• [TASK STATEMENT] Look through the lines below and extract any with the word "Ordering".

• [DATA EXTRACT]
──────────────────────────────

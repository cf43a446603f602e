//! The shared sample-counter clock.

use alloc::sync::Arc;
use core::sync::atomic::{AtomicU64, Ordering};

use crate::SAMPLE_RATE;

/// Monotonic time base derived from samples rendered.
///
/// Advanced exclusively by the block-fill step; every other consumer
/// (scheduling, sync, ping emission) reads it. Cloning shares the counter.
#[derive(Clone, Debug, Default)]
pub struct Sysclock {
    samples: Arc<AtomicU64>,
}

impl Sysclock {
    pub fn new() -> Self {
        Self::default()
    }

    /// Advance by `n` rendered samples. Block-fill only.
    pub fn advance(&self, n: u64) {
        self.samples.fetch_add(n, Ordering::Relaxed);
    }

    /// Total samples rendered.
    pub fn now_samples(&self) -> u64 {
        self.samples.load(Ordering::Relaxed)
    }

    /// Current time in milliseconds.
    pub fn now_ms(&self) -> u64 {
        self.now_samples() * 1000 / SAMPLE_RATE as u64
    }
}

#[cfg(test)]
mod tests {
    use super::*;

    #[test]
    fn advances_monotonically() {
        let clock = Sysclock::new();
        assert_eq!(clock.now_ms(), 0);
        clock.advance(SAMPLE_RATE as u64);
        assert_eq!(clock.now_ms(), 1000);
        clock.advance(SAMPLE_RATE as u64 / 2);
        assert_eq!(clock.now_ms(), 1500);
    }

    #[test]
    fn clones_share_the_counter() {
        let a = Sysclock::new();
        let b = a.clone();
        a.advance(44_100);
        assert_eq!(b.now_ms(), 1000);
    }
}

──────────────────────────────

• [WRITTEN ANSWER]
use core::sync::atomic::{AtomicU64, Ordering};
        self.samples.fetch_add(n, Ordering::Relaxed);
        self.samples.load(Ordering::Relaxed)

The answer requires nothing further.